Exercise instructions:
For the string "should", find every matching line in the records and copy it.

Records for the exercise Start Marker

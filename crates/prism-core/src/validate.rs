//! Post-build validation report over an emitted CSS artifact.
//!
//! Works on the serialized text rather than the resolved tree: the report
//! checks what shipped, including anything a normalizer passed through
//! verbatim. Issues are build-breaking defects (a caller should exit
//! nonzero); warnings are advisory.

use regex::Regex;
use serde::Serialize;
use std::sync::OnceLock;

/// One extracted `--name: value;` pair.
#[derive(Debug, Clone, PartialEq, Eq, Serialize)]
#[serde(rename_all = "camelCase")]
pub struct CssToken {
    pub name: String,
    pub value: String,
}

/// Token count per report category.
#[derive(Debug, Clone, Serialize)]
#[serde(rename_all = "camelCase")]
pub struct CategoryCount {
    pub category: String,
    pub count: usize,
}

/// The full validation result for one CSS artifact.
#[derive(Debug, Clone, Serialize)]
#[serde(rename_all = "camelCase")]
pub struct ValidationReport {
    pub token_count: usize,
    pub issues: Vec<String>,
    pub warnings: Vec<String>,
    pub breakdown: Vec<CategoryCount>,
}

impl ValidationReport {
    pub fn is_clean(&self) -> bool {
        self.issues.is_empty() && self.warnings.is_empty()
    }

    pub fn has_issues(&self) -> bool {
        !self.issues.is_empty()
    }
}

fn custom_property_re() -> &'static Regex {
    static RE: OnceLock<Regex> = OnceLock::new();
    RE.get_or_init(|| {
        Regex::new(r"--([^:]+):\s*([^;]+);").expect("custom-property regex must compile")
    })
}

fn color_value_re() -> &'static Regex {
    static RE: OnceLock<Regex> = OnceLock::new();
    RE.get_or_init(|| {
        Regex::new(r"^(#[0-9a-fA-F]{3,8}|rgba?\([^)]+\))$").expect("color regex must compile")
    })
}

fn sized_value_re() -> &'static Regex {
    static RE: OnceLock<Regex> = OnceLock::new();
    RE.get_or_init(|| {
        Regex::new(r"^(0|[\d.]+(px|rem|em|%))$").expect("sized-value regex must compile")
    })
}

fn leading_number_re() -> &'static Regex {
    static RE: OnceLock<Regex> = OnceLock::new();
    RE.get_or_init(|| {
        Regex::new(r"^[+-]?(\d+\.?\d*|\.\d+)").expect("leading-number regex must compile")
    })
}

/// Parse the numeric prefix of a value, the way the checks expect
/// (`"0.56px"` still reads as `0.56` so the unit check can fire).
fn leading_number(value: &str) -> Option<f64> {
    leading_number_re()
        .find(value)
        .and_then(|m| m.as_str().parse().ok())
}

/// Extract every custom property declared in a CSS text.
pub fn extract_tokens(css: &str) -> Vec<CssToken> {
    custom_property_re()
        .captures_iter(css)
        .map(|captures| CssToken {
            name: format!("--{}", captures[1].trim()),
            value: captures[2].trim().to_string(),
        })
        .collect()
}

/// Run every check over a CSS artifact.
pub fn validate_css(css: &str) -> ValidationReport {
    let tokens = extract_tokens(css);
    let mut issues = Vec::new();
    let mut warnings = Vec::new();

    let opacity_count = check_opacity(&tokens, &mut issues);
    let font_weight_count = check_font_weights(&tokens, &mut issues, &mut warnings);
    let color_count = check_colors(&tokens, &mut issues);
    check_sizing(&tokens, &mut warnings);
    check_invalid_values(&tokens, &mut issues);

    let breakdown = breakdown(&tokens, color_count, opacity_count, font_weight_count);
    ValidationReport {
        token_count: tokens.len(),
        issues,
        warnings,
        breakdown,
    }
}

/// Opacity values must be unit-free numbers in [0, 1].
fn check_opacity(tokens: &[CssToken], issues: &mut Vec<String>) -> usize {
    let mut count = 0;
    for token in tokens.iter().filter(|t| t.name.contains("opacity")) {
        count += 1;
        match leading_number(&token.value) {
            None => issues.push(format!(
                "{}: not a valid number ({})",
                token.name, token.value
            )),
            Some(value) if !(0.0..=1.0).contains(&value) => issues.push(format!(
                "{}: out of range 0-1 ({value})",
                token.name
            )),
            Some(_) if token.value.contains("px") => issues.push(format!(
                "{}: contains 'px' unit ({})",
                token.name, token.value
            )),
            Some(_) => {}
        }
    }
    count
}

const INTERMEDIATE_WEIGHTS: [f64; 8] = [250.0, 350.0, 450.0, 550.0, 650.0, 750.0, 850.0, 950.0];

/// Font weights must be numeric; unusual or non-standard values warn.
fn check_font_weights(
    tokens: &[CssToken],
    issues: &mut Vec<String>,
    warnings: &mut Vec<String>,
) -> usize {
    let mut count = 0;
    for token in tokens.iter().filter(|t| t.name.contains("font-weight")) {
        count += 1;
        match leading_number(&token.value) {
            None => issues.push(format!(
                "{}: not a valid number ({})",
                token.name, token.value
            )),
            Some(value) if !(100.0..=900.0).contains(&value) => warnings.push(format!(
                "{}: unusual font weight ({value})",
                token.name
            )),
            Some(value)
                if value % 100.0 != 0.0 && !INTERMEDIATE_WEIGHTS.contains(&value) =>
            {
                warnings.push(format!(
                    "{}: non-standard font weight ({value})",
                    token.name
                ));
            }
            Some(_) => {}
        }
    }
    count
}

/// Colors must be hex or rgb()/rgba().
fn check_colors(tokens: &[CssToken], issues: &mut Vec<String>) -> usize {
    let mut count = 0;
    for token in tokens.iter().filter(|t| t.name.contains("color")) {
        count += 1;
        if !color_value_re().is_match(&token.value) {
            issues.push(format!(
                "{}: invalid color format ({})",
                token.name, token.value
            ));
        }
    }
    count
}

const SIZING_KEYWORDS: [&str; 3] = ["auto", "inherit", "initial"];

/// Sizing-like tokens should carry a unit or be zero/a layout keyword.
fn check_sizing(tokens: &[CssToken], warnings: &mut Vec<String>) {
    let sizing = tokens.iter().filter(|t| {
        t.name.contains("sizing")
            || t.name.contains("spacing")
            || t.name.contains("border-radius")
            || t.name.contains("border-width")
    });
    for token in sizing {
        if !sized_value_re().is_match(&token.value)
            && !SIZING_KEYWORDS.contains(&token.value.as_str())
        {
            warnings.push(format!(
                "{}: sizing without unit ({})",
                token.name, token.value
            ));
        }
    }
}

/// Empty, null-ish, or still-symbolic values are always defects.
fn check_invalid_values(tokens: &[CssToken], issues: &mut Vec<String>) {
    for token in tokens {
        if token.value == "undefined"
            || token.value == "null"
            || token.value.is_empty()
            || token.value.contains('{')
        {
            issues.push(format!(
                "{}: invalid value ({})",
                token.name, token.value
            ));
        }
    }
}

fn breakdown(
    tokens: &[CssToken],
    colors: usize,
    opacity: usize,
    font_weights: usize,
) -> Vec<CategoryCount> {
    let count_where = |pred: &dyn Fn(&&CssToken) -> bool| tokens.iter().filter(pred).count();
    let mut categories = vec![
        CategoryCount {
            category: "colors".to_string(),
            count: colors,
        },
        CategoryCount {
            category: "opacity".to_string(),
            count: opacity,
        },
        CategoryCount {
            category: "fontWeights".to_string(),
            count: font_weights,
        },
        CategoryCount {
            category: "fontFamilies".to_string(),
            count: count_where(&|t| t.name.contains("font-family")),
        },
        CategoryCount {
            category: "sizingRem".to_string(),
            count: count_where(&|t| t.name.contains("sizing") && t.value.contains("rem")),
        },
        CategoryCount {
            category: "sizingScale".to_string(),
            count: count_where(&|t| t.name.contains("sizing-scale")),
        },
        CategoryCount {
            category: "spacing".to_string(),
            count: count_where(&|t| t.name.contains("spacing")),
        },
        CategoryCount {
            category: "borderRadius".to_string(),
            count: count_where(&|t| t.name.contains("border-radius")),
        },
        CategoryCount {
            category: "borderWidth".to_string(),
            count: count_where(&|t| t.name.contains("border-width")),
        },
    ];
    let categorized: usize = categories.iter().map(|c| c.count).sum();
    categories.push(CategoryCount {
        category: "other".to_string(),
        count: tokens.len().saturating_sub(categorized),
    });
    categories
}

Records for the exercise End Marker

Result:
//! verbatim. Issues are build-breaking defects (a caller should exit
/// Sizing-like tokens should carry a unit or be zero/a layout keyword.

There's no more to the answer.